From Myers Park Houseguest to Olympic Medalist

What Katie Meili’s bronze-medal performance looked like to the Charlotte family that gave her a home
USA Swimming
Katie Meili won a bronze medal in the 100-meter breaststroke.

JENNIFER HUGHES WASN'T WATCHING the same race the rest of us were.

She was standing in front of her bedroom TV, on the second floor of her Myers Park home, yelling at the NBC Olympics commentators during the women’s 100-meter breaststroke. The announcers were focused on the feud between American Lilly King and Russian Yulia Efimova.

As far as Hughes could tell, they were missing the most important part of the race—the black swim cap pushing through the water in Lane Two, bobbing up and down, surging within an arm’s length of the lead. If the swimmer weren’t moving so quickly, you could have read her last name, in white block letters, right under the American flag: MEILI.

The announcers talked about King and Efimova. Hughes watched the second lane. Arms moved, water splashed. The announcers got louder. Hughes started to jump around. Maybe a few tears escaped along with the breath she had been holding.

“I just knew she was going to medal before she touched the wall.”


KATIE MEILI'S OLYMPIC DREAM didn’t start in the Hughes’ backyard guesthouse—but it grew there.

When Meili moved to Charlotte to train with SwimMAC Carolina’s elite squad a few weeks after graduating from Columbia University in 2013, it was a gamble. Meili’s collegiate record was good, but not extraordinary. Her stroke was fine, but it needed some work. She was eager, but she had no sponsor paying her bills.

What she did have, though, was the Hughes family.

At the request of SwimMAC coach David Marsh, Jennifer and her husband, Garland, agreed to put Meili up in their guesthouse, just as they had done with two Olympic hopefuls before the 2012 games.

“Here’s this cute girl from Columbia who was precious,” Jennifer Hughes remembers. “And I could tell she was a little nervous about all this, and that she felt a little out of her league. But she was such a natural fit with our family.”

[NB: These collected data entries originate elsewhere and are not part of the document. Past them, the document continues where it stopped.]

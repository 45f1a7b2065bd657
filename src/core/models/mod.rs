//! Domain models for vcv
//!
//! Pure data structures with no I/O dependencies.
//!
//! - [`CaptureSlot`] - one of the three required photographs
//! - [`WizardStep`] - a step of the four-step capture wizard
//! - [`CapturedImages`] - which slots have been filled, and with what
//! - [`GradingResult`] - a placeholder grade estimate
//! - [`Platform`] - a sub-service linked from the portal

mod error;
mod grade;
mod images;
mod platform;
mod slot;
mod step;

pub use error::CaptureError;
pub use grade::{GradeBand, GradingResult, INCOMPLETE_LABEL, SubScores};
pub use images::{CapturedImage, CapturedImages, ImagePayload};
pub use platform::{LinkStatus, Platform};
pub use slot::CaptureSlot;
pub use step::WizardStep;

Meili moved her belongings into the house, but she never isolated herself in the private space. “Katie would come up every night and watch TV with us,” Hughes said. Meili would eat dinner with Jennifer, Garland, and their three children, then 17, 13, and 10. She tagged along on family beach vacations. She claimed a favorite seat in the living room.

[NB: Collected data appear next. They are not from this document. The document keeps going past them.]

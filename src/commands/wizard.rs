//! Interactive capture wizard
//!
//! Reads one command per line and drives a [`CaptureSession`]. A bad line,
//! including one that is not UTF-8, is reported and the session carries on;
//! EOF or `quit` ends it. Captures are kept in memory only.

use std::io::BufRead;
use std::path::Path;

use vcv::adapters::file::FileImageSource;
use vcv::core::models::{CaptureSlot, WizardStep};
use vcv::core::ports::ImageSource;
use vcv::core::services::CaptureSession;
use vcv::output::{GradeReport, OperationResult, OutputMode, SessionView};

const HELP: &str = "\
Commands:
  status                  Show the wizard state
  capture [<slot>] <path> Capture an image (slot defaults to the current step)
  step <step>             Jump to a step (front_top, back_top, front_angle, review)
  back                    Go back one step
  grade                   Run the grade estimate
  reset                   Start over
  help                    Show this help
  quit                    Leave the wizard";

/// A parsed wizard line
#[derive(Debug, Clone, PartialEq, Eq)]
enum WizardCommand {
    Status,
    Capture { slot: Option<CaptureSlot>, path: String },
    Step(WizardStep),
    Back,
    Grade,
    Reset,
    Help,
    Quit,
}

impl WizardCommand {
    /// Parse a line; `Ok(None)` for blank lines
    fn parse(line: &str) -> Result<Option<Self>, String> {
        let line = line.trim();
        if line.is_empty() {
            return Ok(None);
        }

        let (word, rest) = line.split_once(char::is_whitespace).unwrap_or((line, ""));
        let rest = rest.trim();

        let command = match word.to_lowercase().as_str() {
            "status" | "s" => Self::Status,
            "capture" | "c" => Self::parse_capture(rest)?,
            "step" | "jump" => {
                if rest.is_empty() {
                    return Err("step needs a step name".to_string());
                }
                Self::Step(rest.parse::<WizardStep>().map_err(|e| e.to_string())?)
            },
            "back" | "b" => Self::Back,
            "grade" | "g" => Self::Grade,
            "reset" => Self::Reset,
            "help" | "?" => Self::Help,
            "quit" | "exit" | "q" => Self::Quit,
            other => return Err(format!("unknown command: {other} (try 'help')")),
        };
        Ok(Some(command))
    }

    fn parse_capture(rest: &str) -> Result<Self, String> {
        if rest.is_empty() {
            return Err("capture needs an image path".to_string());
        }

        if let Some((first, path)) = rest.split_once(char::is_whitespace)
            && let Ok(slot) = first.parse::<CaptureSlot>()
        {
            return Ok(Self::Capture {
                slot: Some(slot),
                path: path.trim().to_string(),
            });
        }

        Ok(Self::Capture {
            slot: None,
            path: rest.to_string(),
        })
    }
}

/// Run the wizard over a line-oriented input
pub fn wizard<R: BufRead>(mut input: R, mode: OutputMode) -> anyhow::Result<()> {
    let source = FileImageSource::new();
    let mut session = CaptureSession::new();

    if mode == OutputMode::Human {
        println!("GaaS - Grading as a Service (Demo)");
        println!("Type 'help' for commands.\n");
        SessionView::from_session(&session).render(mode);
    }

    let mut buf = Vec::new();
    loop {
        buf.clear();
        if input.read_until(b'\n', &mut buf)? == 0 {
            break;
        }
        let Ok(line) = std::str::from_utf8(&buf) else {
            OperationResult::failed("line is not valid UTF-8, ignored").render(mode);
            continue;
        };

        let command = match WizardCommand::parse(line) {
            Ok(Some(command)) => command,
            Ok(None) => continue,
            Err(msg) => {
                OperationResult::failed(msg).render(mode);
                continue;
            },
        };

        if command == WizardCommand::Quit {
            break;
        }
        execute(&command, &mut session, &source, mode);
    }

    Ok(())
}

fn execute(
    command: &WizardCommand,
    session: &mut CaptureSession,
    source: &impl ImageSource,
    mode: OutputMode,
) {
    match command {
        WizardCommand::Status => SessionView::from_session(session).render(mode),
        WizardCommand::Capture { slot, path } => {
            let result = match capture(session, source, *slot, Path::new(path)) {
                Ok(message) => OperationResult::ok(message),
                Err(message) => OperationResult::failed(message),
            };
            result.render(mode);
        },
        WizardCommand::Step(step) => {
            session.jump(*step);
            OperationResult::ok(describe_step(*step)).render(mode);
        },
        WizardCommand::Back => {
            let step = session.back();
            OperationResult::ok(describe_step(step)).render(mode);
        },
        WizardCommand::Grade => {
            let result = session.request_grade();
            GradeReport { result }.render(mode);
        },
        WizardCommand::Reset => {
            session.reset();
            OperationResult::ok(format!("Session reset. {}", describe_step(session.current_step())))
                .render(mode);
        },
        WizardCommand::Help => {
            if mode == OutputMode::Json {
                OperationResult::ok(HELP).render(mode);
            } else {
                println!("{HELP}");
            }
        },
        WizardCommand::Quit => {},
    }
}

fn capture(
    session: &mut CaptureSession,
    source: &impl ImageSource,
    slot: Option<CaptureSlot>,
    path: &Path,
) -> Result<String, String> {
    let slot = slot.or_else(|| session.current_step().slot()).ok_or_else(|| {
        "the review step has no capture slot; name one (front_top, back_top, front_angle)"
            .to_string()
    })?;

    let payload = source.load(path).map_err(|e| e.to_string())?;
    let step = session.capture_image(slot, payload).map_err(|e| e.to_string())?;

    Ok(format!("Captured {}. {}", slot.display_name(), describe_step(step)))
}

fn describe_step(step: WizardStep) -> String {
    format!("Now on {}: {}", step.label(), step.short_name())
}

And, of course, Meili trained.

“She was ready to do anything to make it,” Hughes says. “She would go to any meet David asked her to. She went to any practice and didn’t complain about it.”

The Hugheses were there for Meili’s ups and downs. Training for something so elusive can be painful for athletes people expect to make the Olympics, not to mention a woman with something less than an outside chance of qualifying. “It’s not just renting a room to someone,” Jennifer Hughes says. “It goes way beyond that because you are dug in.”

As Meili worked harder, her bond with the Hughes family, and especially with the children, deepened. “We love to help out these athletes, but what it ends up being is as meaningful to our family as it is to them,” Hughes says. Their eldest daughter, Chapman, went on to swim for Columbia. “It shaped our kids’ lives in a huge way to have this kind of role model.”

They watched with pride as Meili’s times in the 100-meter breaststroke dropped. She found a sponsor. At the beginning of 2015, she moved into an apartment with fellow SwimMAC swimmer Cammile Adams. She set her sights on Rio.

“Once they move out and they need to go and grow, you don’t see them as much,” Hughes says. But they made a point to get together with Meili for after-practice dinners in Myers Park and the occasional summertime beach trip. The family made the trip to Omaha for the U.S. Olympic Trials this summer. And they were watching as Meili stretched her fingertips toward the timing pad and won a bronze medal.

Tuesday morning, as Hughes snapped pictures of her television when Meili appeared on Today, she looked across the living room at the swimmer’s favorite chair and smiled.

“That girl,” Hughes says, starting to cry. “She just deserves it. She really does.”